You are asked to filter the data below and copy every line holding "EntityId".
[GIVEN INFORMATION — start]
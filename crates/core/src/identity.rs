//! Scoped execution principal for anonymous public-dashboard reads.

use std::collections::HashSet;

use serde::Serialize;

use crate::markings::{
    compute_available_markings, intersect_markings, resolve_markings, MarkingDefinition,
    MarkingMap, SharingCeiling,
};
use crate::stix::NON_PUBLIC_ENTITY_TYPES;
use crate::types::{DbId, EntityId};

/// Ephemeral principal used to execute public widget queries.
///
/// Its visibility is the intersection of the dashboard's allowed markings
/// and the platform ceiling computed at request time. It carries no other
/// privilege: mutating operations require an authenticated user and have no
/// way to accept it.
#[derive(Debug, Clone, Serialize)]
pub struct ScopedIdentity {
    pub dashboard_id: DbId,
    pub uri_key: String,
    allowed_markings: Vec<MarkingDefinition>,
    #[serde(skip)]
    allowed_ids: HashSet<EntityId>,
}

impl ScopedIdentity {
    /// Build the identity from the dashboard's stored marking ids.
    ///
    /// `catalog` and `ceiling` must be fetched for the current request;
    /// a ceiling tightened after publication narrows the identity at once.
    pub fn build(
        dashboard_id: DbId,
        uri_key: impl Into<String>,
        allowed_marking_ids: &[EntityId],
        catalog: &MarkingMap,
        ceiling: &SharingCeiling,
    ) -> Self {
        let allowed = resolve_markings(allowed_marking_ids, catalog);
        let all: Vec<MarkingDefinition> = catalog.values().cloned().collect();
        let available = compute_available_markings(ceiling, &all);
        let scoped = intersect_markings(&allowed, &available);
        let allowed_ids = scoped.iter().map(|m| m.id).collect();

        Self {
            dashboard_id,
            uri_key: uri_key.into(),
            allowed_markings: scoped,
            allowed_ids,
        }
    }

    pub fn allowed_markings(&self) -> &[MarkingDefinition] {
        &self.allowed_markings
    }

    pub fn allowed_marking_ids(&self) -> Vec<EntityId> {
        self.allowed_markings.iter().map(|m| m.id).collect()
    }

    /// Whether an element carrying `object_markings` is visible.
    ///
    /// Unmarked elements and elements carrying any marking outside the
    /// scope are hidden.
    pub fn can_see(&self, object_markings: &[EntityId]) -> bool {
        !object_markings.is_empty() && object_markings.iter().all(|m| self.allowed_ids.contains(m))
    }

    pub fn can_see_entity_type(&self, entity_type: &str) -> bool {
        !NON_PUBLIC_ENTITY_TYPES.contains(&entity_type)
    }
}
[GIVEN INFORMATION — finish]
# ANSWER TO THE EXERCISE:
use crate::types::{DbId, EntityId};
    allowed_ids: HashSet<EntityId>,
        allowed_marking_ids: &[EntityId],
    pub fn allowed_marking_ids(&self) -> Vec<EntityId> {
    pub fn can_see(&self, object_markings: &[EntityId]) -> bool {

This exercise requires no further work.